- [Saved data entries]:
_ _ _ _ _
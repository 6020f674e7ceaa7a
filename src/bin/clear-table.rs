use employee_etl::{Config, SqliteStore};

// Re-running the pipeline appends duplicate rows; this empties the target
// table so a load can be repeated from scratch.
fn main() -> anyhow::Result<()> {
    dotenv::dotenv().ok();
    let config = Config::load(None)?;

    let mut store = SqliteStore::open(&config.database.path, &config.database.table)?;
    let rows = store.count_rows()?;

    println!(
        "⚠️  WARNING: This will delete all {} rows from {} in {}!",
        rows,
        store.table(),
        store.location().display()
    );
    println!("Press Enter to continue or Ctrl+C to cancel...");
    let mut input = String::new();
    std::io::stdin().read_line(&mut input)?;

    println!("🗑️  Clearing table...");
    let removed = store.clear()?;

    println!("✅ Removed {} rows", removed);
    Ok(())
}
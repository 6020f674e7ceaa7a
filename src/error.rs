use std::path::PathBuf;
use thiserror::Error;

#[derive(Error, Debug)]
pub enum EtlError {
    #[error("File access failed for {}: {source}", path.display())]
    FileAccess {
        path: PathBuf,
        #[source]
        source: std::io::Error,
    },

    #[error("CSV serialization failed: {0}")]
    Csv(#[from] csv::Error),

    #[error("Store connection error: {0}")]
    StoreConnection(String),

    #[error("Store constraint violated, batch rolled back: {0}")]
    StoreConstraint(String),

    #[error("Database error: {0}")]
    Database(#[from] rusqlite::Error),

    #[error("TOML deserialization failed: {0}")]
    Toml(#[from] toml::de::Error),

    #[error("Configuration error: {0}")]
    Config(String),
}

impl EtlError {
    pub fn file_access(path: impl Into<PathBuf>, source: std::io::Error) -> Self {
        Self::FileAccess {
            path: path.into(),
            source,
        }
    }

    /// Classifies a failure raised while writing to the store.
    ///
    /// Constraint violations get their own variant so callers can tell a
    /// rejected batch apart from a broken connection.
    pub fn from_store(err: rusqlite::Error) -> Self {
        match err.sqlite_error_code() {
            Some(rusqlite::ErrorCode::ConstraintViolation) => Self::StoreConstraint(err.to_string()),
            Some(
                rusqlite::ErrorCode::CannotOpen
                | rusqlite::ErrorCode::NotADatabase
                | rusqlite::ErrorCode::PermissionDenied
                | rusqlite::ErrorCode::ReadOnly,
            ) => Self::StoreConnection(err.to_string()),
            _ => Self::Database(err),
        }
    }
}

pub type Result<T> = std::result::Result<T, EtlError>;
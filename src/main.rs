use clap::{Parser, Subcommand};
use employee_etl::{logging, Config, Pipeline, PipelineResult, SqliteStore};
use std::path::PathBuf;
use tracing::{error, info};

#[derive(Parser)]
#[command(name = "employee_etl")]
#[command(about = "Extract employee records from delimited text into CSV and SQLite")]
#[command(version)]
struct Cli {
    /// Configuration file (defaults to ./employee_etl.toml when present)
    #[arg(long, global = true)]
    config: Option<PathBuf>,

    /// Source text file
    #[arg(long, global = true)]
    input: Option<PathBuf>,

    /// CSV file to write
    #[arg(long, global = true)]
    output: Option<PathBuf>,

    /// SQLite database file
    #[arg(long, global = true)]
    database: Option<PathBuf>,

    /// Target table name
    #[arg(long, global = true)]
    table: Option<String>,

    #[command(subcommand)]
    command: Option<Commands>,
}

#[derive(Subcommand)]
enum Commands {
    /// Extract records, write the CSV and insert into the database (default)
    Run {
        /// Stop after writing the CSV; the database is not opened
        #[arg(long)]
        dry_run: bool,
        /// Print the run report as JSON instead of status lines
        #[arg(long)]
        json: bool,
    },
    /// Create the database file and target table if they do not exist
    InitDb,
}

impl Cli {
    fn resolve_config(&self) -> employee_etl::Result<Config> {
        let mut config = Config::load(self.config.as_deref())?;
        if let Some(input) = &self.input {
            config.input.path = input.clone();
        }
        if let Some(output) = &self.output {
            config.output.path = output.clone();
        }
        if let Some(database) = &self.database {
            config.database.path = database.clone();
        }
        if let Some(table) = &self.table {
            config.database.table = table.clone();
        }
        config.validate()?;
        Ok(config)
    }
}

fn print_status(result: &PipelineResult) {
    println!("Total records found: {}", result.records_found);
    println!("CSV file created successfully");
    match &result.store {
        Some(store) => println!("{} rows inserted into {}", result.rows_inserted, store),
        None => println!("Dry run: database not modified"),
    }
}

fn run(cli: Cli) -> anyhow::Result<()> {
    let config = cli.resolve_config()?;
    let command = cli.command.unwrap_or(Commands::Run {
        dry_run: false,
        json: false,
    });

    match command {
        Commands::Run { dry_run, json } => {
            let pipeline = Pipeline::new(config)?;
            let result = if dry_run {
                pipeline.extract_only()?
            } else {
                pipeline.run(|config| SqliteStore::open(&config.database.path, &config.database.table))?
            };
            if json {
                println!("{}", serde_json::to_string_pretty(&result)?);
            } else {
                print_status(&result);
            }
        }
        Commands::InitDb => {
            let store = SqliteStore::create(&config.database.path, &config.database.table)?;
            info!("Database ready");
            println!(
                "Table {} ready in {} ({} rows)",
                store.table(),
                store.location().display(),
                store.count_rows()?
            );
        }
    }
    Ok(())
}

fn main() -> anyhow::Result<()> {
    dotenv::dotenv().ok();
    let _log_guard = logging::init_logging();

    let cli = Cli::parse();
    if let Err(e) = run(cli) {
        error!("Run failed: {:#}", e);
        return Err(e);
    }
    Ok(())
}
_ _ _ _ _
Copy every line of the data above exactly.

repository 6020f674e7ceaa7a
filename src/bin/clear-table.rs
use employee_etl::{Config, SqliteStore};

// Re-running the pipeline appends duplicate rows; this empties the target
// table so a load can be repeated from scratch.
fn main() -> anyhow::Result<()> {
    dotenv::dotenv().ok();
    let config = Config::load(None)?;

    let mut store = SqliteStore::open(&config.database.path, &config.database.table)?;
    let rows = store.count_rows()?;

    println!(
        "⚠️  WARNING: This will delete all {} rows from {} in {}!",
        rows,
        store.table(),
        store.location().display()
    );
    println!("Press Enter to continue or Ctrl+C to cancel...");
    let mut input = String::new();
    std::io::stdin().read_line(&mut input)?;

    println!("🗑️  Clearing table...");
    let removed = store.clear()?;

    println!("✅ Removed {} rows", removed);
    Ok(())
}
repository 6020f674e7ceaa7a
filename src/error.rs
use std::path::PathBuf;
use thiserror::Error;

#[derive(Error, Debug)]
pub enum EtlError {
    #[error("File access failed for {}: {source}", path.display())]
    FileAccess {
        path: PathBuf,
        #[source]
        source: std::io::Error,
    },

    #[error("CSV serialization failed: {0}")]
    Csv(#[from] csv::Error),

    #[error("Store connection error: {0}")]
    StoreConnection(String),

    #[error("Store constraint violated, batch rolled back: {0}")]
    StoreConstraint(String),

    #[error("Database error: {0}")]
    Database(#[from] rusqlite::Error),

    #[error("TOML deserialization failed: {0}")]
    Toml(#[from] toml::de::Error),

    #[error("Configuration error: {0}")]
    Config(String),
}

impl EtlError {
    pub fn file_access(path: impl Into<PathBuf>, source: std::io::Error) -> Self {
        Self::FileAccess {
            path: path.into(),
            source,
        }
    }

    /// Classifies a failure raised while writing to the store.
    ///
    /// Constraint violations get their own variant so callers can tell a
    /// rejected batch apart from a broken connection.
    pub fn from_store(err: rusqlite::Error) -> Self {
        match err.sqlite_error_code() {
            Some(rusqlite::ErrorCode::ConstraintViolation) => Self::StoreConstraint(err.to_string()),
            Some(
                rusqlite::ErrorCode::CannotOpen
                | rusqlite::ErrorCode::NotADatabase
                | rusqlite::ErrorCode::PermissionDenied
                | rusqlite::ErrorCode::ReadOnly,
            ) => Self::StoreConnection(err.to_string()),
            _ => Self::Database(err),
        }
    }
}

pub type Result<T> = std::result::Result<T, EtlError>;
filename src/main.rs
use clap::{Parser, Subcommand};
use employee_etl::{logging, Config, Pipeline, PipelineResult, SqliteStore};
use std::path::PathBuf;
use tracing::{error, info};

#[derive(Parser)]
#[command(name = "employee_etl")]
#[command(about = "Extract employee records from delimited text into CSV and SQLite")]
#[command(version)]
struct Cli {
    /// Configuration file (defaults to ./employee_etl.toml when present)
    #[arg(long, global = true)]
    config: Option<PathBuf>,

    /// Source text file
    #[arg(long, global = true)]
    input: Option<PathBuf>,

    /// CSV file to write
    #[arg(long, global = true)]
    output: Option<PathBuf>,

    /// SQLite database file
    #[arg(long, global = true)]
    database: Option<PathBuf>,

    /// Target table name
    #[arg(long, global = true)]
    table: Option<String>,

    #[command(subcommand)]
    command: Option<Commands>,
}

#[derive(Subcommand)]
enum Commands {
    /// Extract records, write the CSV and insert into the database (default)
    Run {
        /// Stop after writing the CSV; the database is not opened
        #[arg(long)]
        dry_run: bool,
        /// Print the run report as JSON instead of status lines
        #[arg(long)]
        json: bool,
    },
    /// Create the database file and target table if they do not exist
    InitDb,
}

impl Cli {
    fn resolve_config(&self) -> employee_etl::Result<Config> {
        let mut config = Config::load(self.config.as_deref())?;
        if let Some(input) = &self.input {
            config.input.path = input.clone();
        }
        if let Some(output) = &self.output {
            config.output.path = output.clone();
        }
        if let Some(database) = &self.database {
            config.database.path = database.clone();
        }
        if let Some(table) = &self.table {
            config.database.table = table.clone();
        }
        config.validate()?;
        Ok(config)
    }
}

fn print_status(result: &PipelineResult) {
    println!("Total records found: {}", result.records_found);
    println!("CSV file created successfully");
    match &result.store {
        Some(store) => println!("{} rows inserted into {}", result.rows_inserted, store),
        None => println!("Dry run: database not modified"),
    }
}

fn run(cli: Cli) -> anyhow::Result<()> {
    let config = cli.resolve_config()?;
    let command = cli.command.unwrap_or(Commands::Run {
        dry_run: false,
        json: false,
    });

    match command {
        Commands::Run { dry_run, json } => {
            let pipeline = Pipeline::new(config)?;
            let result = if dry_run {
                pipeline.extract_only()?
            } else {
                pipeline.run(|config| SqliteStore::open(&config.database.path, &config.database.table))?
            };
            if json {
                println!("{}", serde_json::to_string_pretty(&result)?);
            } else {
                print_status(&result);
            }
        }
        Commands::InitDb => {
            let store = SqliteStore::create(&config.database.path, &config.database.table)?;
            info!("Database ready");
            println!(
                "Table {} ready in {} ({} rows)",
                store.table(),
                store.location().display(),
                store.count_rows()?
            );
        }
    }
    Ok(())
}

fn main() -> anyhow::Result<()> {
    dotenv::dotenv().ok();
    let _log_guard = logging::init_logging();

    let cli = Cli::parse();
    if let Err(e) = run(cli) {
        error!("Run failed: {:#}", e);
        return Err(e);
    }
    Ok(())
}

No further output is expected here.